The 1980s were a good time, because the book  “Retortenmütter” came out in German, and Gina Corea’s book also came out in 1985: “Die Müttermachine” – the Mother Machine. And then some wonderful German women organized the Frauen Gegen Gene- und Reproduktionstechnologie conference in Bonn. And that was really important because some of us had been in Gröning in 1984, and had had a panel there at a women’s congress called “The Death of Women?” (with a questionmark). And there were so many women at our talk, 500 or 600 women, that we said we need an international network to fight against these technologies.

And then together with this extraordinary conference, there were these huge masses saying: “These technologies are dangerous, we need to put a stop to them.”   In the same year, also in 1985, we had an emergency conference in Sweden where Maria and some other German women convinced us that we had to change our name to FINNRAGE (Feminist International Network for Resistance Against Reproductive and Genetic Engineering). We knew this was the end of grants: if you have “rage” in your title nobody will give you money. But we had to include ‘rage’,  because that was the genetic engineering part as well. It wasn’t just about reproductive technologies for women, it was also the genetic engineering.(…)

So I think FINNRAGE became very successful because we always had both sides of the coin. We had the new reproductive technology and we had the old reproductive technology. And really, what  we found was that there were a lot of common assumptions.(…)

The fallacy in both of these approaches is that as far as the new reproductive technology, that was only the disguise, the idea that if you sell it as something to do some good for people who are desperate, you can then actually industrialize the whole notion that life can be separated – a woman’s body – can be separated into eggs and wombs, and they can be used interchangeably. Hence then we had surrogacy (“Leihmutterschaft”) without any problems.

But also, most importantly, you then had access to egg cells outside a woman’s body. And you could play with the egg cells. And if it had not been for “Retortenbefruchtung” (test tube fertilization), we would never have the research we are faced with now: stem cell research and cloning. It was only possible because women let themselves be opened under the guise of “we want it”, giving the reproductive technologies access to egg cells.

We said at the beginning, that if this development continues, we would see incredible inequalities. We will see further domination of who controls which women in the world, who can give birth to what sort of children, how many, by whom, and especially where in the world are they allowed to.

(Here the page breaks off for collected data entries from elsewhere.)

//! Aggregate views computed from the frozen Metadata Index.
//!
//! - **lists**: HTML fragments injected into every page
//! - **overview**: synthetic tag, year, front page and sitemap documents
//! - **redirect**: `index.html` redirects for directories without one
//!
//! Everything here is a pure function of the index and the configuration,
//! except writing redirects.

pub mod lists;
pub mod overview;
pub mod redirect;

use crate::compiler::links::LinkRewriter;
use crate::config::SiteConfig;
use crate::meta::{Document, html_path};
use std::path::{Path, PathBuf};
use thiserror::Error;

#[derive(Debug, Error)]
pub enum ListError {
    #[error("`{0}` has no title, which is required to list it")]
    MissingTitle(PathBuf),
}

/// Title of a listed document.
pub fn title_of(doc: &Document) -> Result<&str, ListError> {
    doc.meta
        .title
        .as_deref()
        .ok_or_else(|| ListError::MissingTitle(doc.path.clone()))
}

/// File stem of a tag's overview page. Path separators are percent-escaped,
/// and `%` itself too, so distinct tags never share a file.
pub fn tag_slug(tag: &str) -> String {
    let mut slug = String::with_capacity(tag.len());
    for c in tag.chars() {
        match c {
            '%' => slug.push_str("%25"),
            '/' => slug.push_str("%2F"),
            '\\' => slug.push_str("%5C"),
            c => slug.push(c),
        }
    }
    slug
}

/// URLs of pages and overview pages.
#[derive(Debug, Clone)]
pub struct Urls<'a> {
    site_url: &'a str,
    /// Final component of the source directory, the first segment of a
    /// page's root-relative link.
    source_name: String,
    rewriter: LinkRewriter<'a>,
}

impl<'a> Urls<'a> {
    pub fn new(config: &'a SiteConfig) -> Self {
        let source_name = config
            .build
            .source
            .file_name()
            .map(|n| n.to_string_lossy().into_owned())
            .unwrap_or_default();
        Self::with_parts(&config.site.url, source_name, LinkRewriter::new(config))
    }

    pub fn with_parts(
        site_url: &'a str,
        source_name: impl Into<String>,
        rewriter: LinkRewriter<'a>,
    ) -> Self {
        Self {
            site_url,
            source_name: source_name.into(),
            rewriter,
        }
    }

    /// Link to the rendered page of a source document (relative path).
    ///
    /// `<source>/<page>.html` goes through the path map first; without a
    /// matching rule the page hangs off the site URL.
    pub fn page(&self, rel: &Path) -> String {
        let rel_html = to_url_path(&html_path(rel));
        let rooted = format!("{}/{rel_html}", self.source_name);
        self.rewriter
            .rewrite_root(&rooted)
            .unwrap_or_else(|| format!("{}{rel_html}", self.site_url))
    }

    pub fn tag(&self, tag: &str) -> String {
        format!(
            "{}tag/{}.html",
            self.site_url,
            urlencoding::encode(&tag_slug(tag))
        )
    }

    pub fn year(&self, year: i32) -> String {
        format!("{}year/{year}.html", self.site_url)
    }

    pub fn sitemap(&self) -> String {
        format!("{}sitemap.html", self.site_url)
    }
}

/// Forward slashes regardless of platform.
fn to_url_path(path: &Path) -> String {
    path.components()
        .map(|c| c.as_os_str().to_string_lossy())
        .collect::<Vec<_>>()
        .join("/")
}
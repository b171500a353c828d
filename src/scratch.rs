//! Temporary arena for synthetic documents.
//!
//! Generated markdown is written here, rendered through the normal document
//! path and removed when the [`Scratch`] is dropped, on every exit path.

use anyhow::{Context, Result};
use std::{
    fs::{self, File},
    path::{Path, PathBuf},
    time::SystemTime,
};
use tempfile::TempDir;

#[derive(Debug)]
pub struct Scratch {
    dir: TempDir,
}

impl Scratch {
    pub fn new() -> Result<Self> {
        let dir = tempfile::Builder::new()
            .prefix("mkweb-")
            .tempdir()
            .context("Failed to create scratch directory")?;
        Ok(Self { dir })
    }

    pub fn path(&self) -> &Path {
        self.dir.path()
    }

    /// Write `content` to `name` (relative) and backdate it to `mtime`.
    pub fn write(&self, name: &Path, content: &str, mtime: Option<SystemTime>) -> Result<PathBuf> {
        let path = self.dir.path().join(name);
        if let Some(parent) = path.parent() {
            fs::create_dir_all(parent)
                .with_context(|| format!("Failed to create `{}`", parent.display()))?;
        }
        fs::write(&path, content)
            .with_context(|| format!("Failed to write `{}`", path.display()))?;

        if let Some(mtime) = mtime {
            File::options()
                .write(true)
                .open(&path)
                .and_then(|file| file.set_modified(mtime))
                .with_context(|| format!("Failed to set mtime of `{}`", path.display()))?;
        }
        Ok(path)
    }
}
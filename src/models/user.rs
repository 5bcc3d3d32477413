use crate::entities::user;
use serde::{Deserialize, Serialize};
use utoipa::ToSchema;

#[derive(Debug, Deserialize, ToSchema)]
pub struct SignupRequest {
    pub email: String,
    pub username: String,
    pub first_name: String,
    pub last_name: String,
    pub password: String,
}

#[derive(Debug, Deserialize, ToSchema)]
pub struct LoginRequest {
    pub email: String,
    pub password: String,
}

#[derive(Debug, Serialize, Deserialize, ToSchema)]
pub struct AuthResponse {
    pub token: String,
    pub user: UserResponse,
}

#[derive(Debug, Serialize, Deserialize, ToSchema)]
pub struct UserResponse {
    pub id: i64,
    pub email: String,
    pub username: String,
    pub first_name: String,
    pub last_name: String,
    pub is_subscribed: bool,
    pub avatar: Option<String>,
}

impl UserResponse {
    /// Shapes a stored user for the viewer; `is_subscribed` is the viewer's
    /// follow state, computed by the caller (false for anonymous reads).
    pub fn from_model(user: &user::Model, is_subscribed: bool) -> Self {
        UserResponse {
            id: user.id,
            email: user.email.clone(),
            username: user.username.clone(),
            first_name: user.first_name.clone(),
            last_name: user.last_name.clone(),
            is_subscribed,
            avatar: user.avatar.clone(),
        }
    }
}

/// Body of `PUT /api/users/me/avatar`; the image arrives as a base64 data URL.
#[derive(Debug, Deserialize, ToSchema)]
pub struct SetAvatarRequest {
    #[schema(example = "data:image/png;base64,iVBORw0KGgo=")]
    pub avatar: String,
}

#[derive(Debug, Serialize, Deserialize, ToSchema)]
pub struct AvatarResponse {
    pub avatar: String,
}

/// A followed author together with a capped slice of their recipes.
#[derive(Debug, Serialize, Deserialize, ToSchema)]
pub struct SubscriptionResponse {
    pub id: i64,
    pub email: String,
    pub username: String,
    pub first_name: String,
    pub last_name: String,
    pub is_subscribed: bool,
    pub avatar: Option<String>,
    pub recipes: Vec<super::recipe::RecipeShortResponse>,
    pub recipes_count: u64,
}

We have certainly seen that development going further and further, and I know in Germany you now have this discussion whether PRD, prenatal diagnosis, will be allowed. In other countries, like Australia or England, it has already come. In other words, whether actually an embryo, any embryo, can be checked for chromosomal abnormalities, and if it’s not deemed good enough, can be selected out. We always stressed from the beginning that this was really eugenics in a new guise.(…)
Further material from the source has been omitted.